Corrigir o ar do ambiente
O ar de dentro de casa importa tanto quanto o da rua, e muitas vezes está pior. Umidificadores, bacias com água ou até toalhas úmidas no quarto elevam a umidade e aliviam a mucosa durante o sono, período em que a respiração pela boca resseca ainda mais as vias aéreas. Trocar a vassoura pelo pano úmido evita levantar a poeira que voltaria a circular pelo cômodo assim que assentasse.
Vale medir a umidade sempre que possível. Aparelhos simples de parede mostram quando o ar caiu abaixo do nível confortável, faixa em que a mucosa começa a sofrer de verdade. Sagiorato destaca que o quarto, onde se passam horas seguidas respirando, é o cômodo que mais merece atenção e, ao mesmo tempo, o que mais costuma ficar de fora do cuidado.
Desse modo, o médico Éverton da Costa Sagiorato explica que roupas de cama e cortinas acumulam ácaros e poeira que o ar seco espalha com facilidade. Lavá-las com frequência e arejar o quarto pela manhã tira do caminho um gatilho silencioso, que age noite após noite, bem perto do rosto de quem dorme.
Reduzir os gatilhos e reforçar a defesa
Fumaça de cigarro, produtos de limpeza com cheiro forte e locais fechados e empoeirados somam agressão a um sistema já sobrecarregado. Manter os ambientes ventilados nos horários certos e higienizar os filtros de ar-condicionado corta parte desses estímulos antes que virem crise. Éverton da Costa Sagiorato comenta que a vacinação em dia contra a gripe e outras infecções fecha o círculo, protegendo quem já tem a mucosa fragilizada pelo clima da estação.
A alimentação entra como reforço discreto. Frutas ricas em vitamina C e uma boa oferta de líquidos ao longo do dia sustentam as defesas e mantêm as secreções fluidas. Sagiorato considera que somar essas frentes, ambiente, hidratação e imunização, rende bem mais do que apostar todas as fichas em uma só delas.

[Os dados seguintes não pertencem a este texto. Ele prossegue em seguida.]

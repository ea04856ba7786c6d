use scull_fifo::{trace, FifoBuilder, FifoError, Signal};
use std::io::BufRead;
use std::sync::Arc;
use std::thread;

// Lines typed on stdin are queued by a writer thread and printed by a
// blocking reader. Ctrl+C interrupts both.
fn main() -> std::io::Result<()> {
    trace::init_tracing();

    let fifo = Arc::new(FifoBuilder::from_env()?.build()?);
    let signal = Signal::new();

    let signal_for_handler = signal.clone();
    ctrlc::set_handler(move || signal_for_handler.raise()).expect("Error setting Ctrl+C handler");

    println!(
        "Blocking Consumer: {} slots of up to {} bytes, waiting for lines...",
        fifo.capacity(),
        fifo.max_record_size()
    );

    let writer = {
        let fifo = Arc::clone(&fifo);
        let signal = signal.clone();
        thread::spawn(move || -> std::io::Result<()> {
            for line in std::io::stdin().lock().lines() {
                let line = line?;
                let accepted = fifo.write(line.as_bytes(), line.len(), &signal)?;
                if accepted < line.len() {
                    eprintln!("Truncated line to {} bytes", accepted);
                }
            }
            Ok(())
        })
    };

    let mut record = Vec::new();
    loop {
        match fifo.read(&mut record, fifo.max_record_size(), &signal) {
            Ok(_) => println!("Received: {}", String::from_utf8_lossy(&record)),
            Err(FifoError::Interrupted) => {
                println!("Blocking Consumer: Interrupted, shutting down");
                break;
            }
            Err(e) => {
                eprintln!("Error: {}", e);
                break;
            }
        }
    }

    // The writer may still be waiting on stdin; it is detached on exit.
    if writer.is_finished() {
        if let Err(e) = writer.join().expect("writer panicked") {
            eprintln!("Writer stopped: {}", e);
        }
    }
    Ok(())
}
//! Tracing infrastructure for the queue lifecycle and the C ABI.
//!
//! Enable with `--features tracing`. All trace macros become no-ops when
//! the feature is disabled.

/// Initialize the tracing subscriber with timestamps.
///
/// Call this at the start of tests or demos to enable trace output.
/// Does nothing if the `tracing` feature is not enabled.
#[cfg(feature = "tracing")]
pub fn init_tracing() {
    use tracing_subscriber::{fmt, prelude::*, EnvFilter};

    let filter =
        EnvFilter::try_from_default_env().unwrap_or_else(|_| EnvFilter::new("scull_fifo=debug"));

    // A second init (several tests in one binary) is not an error.
    let _ = tracing_subscriber::registry()
        .with(
            fmt::layer()
                .with_target(true)
                .with_thread_ids(true)
                .with_thread_names(true)
                .with_file(false)
                .with_line_number(false)
                .with_timer(fmt::time::uptime()),
        )
        .with(filter)
        .try_init();
}

#[cfg(not(feature = "tracing"))]
pub const fn init_tracing() {}

#[cfg(feature = "tracing")]
pub(crate) use tracing::{debug, info, warn};

#[cfg(not(feature = "tracing"))]
macro_rules! debug_noop {
    ($($arg:tt)*) => {};
}

#[cfg(not(feature = "tracing"))]
macro_rules! info_noop {
    ($($arg:tt)*) => {};
}

#[cfg(not(feature = "tracing"))]
macro_rules! warn_noop {
    ($($arg:tt)*) => {};
}

#[cfg(not(feature = "tracing"))]
pub(crate) use debug_noop as debug;
#[cfg(not(feature = "tracing"))]
pub(crate) use info_noop as info;
#[cfg(not(feature = "tracing"))]
pub(crate) use warn_noop as warn;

O cuidado que se sustenta é o que vira rotina
Prevenir doenças respiratórias no tempo seco não depende de uma medida heroica, e sim da soma de gestos discretos repetidos todos os dias. Hidratar, umidificar o ambiente e afastar os gatilhos valem pouco quando feitos de forma isolada e valem muito quando se tornam rotina automática. É a constância, e não a intensidade, que mantém as vias aéreas preparadas para enfrentar o ar mais hostil da estação, e quem entende isso deixa de correr atrás do prejuízo a cada frente seca que chega.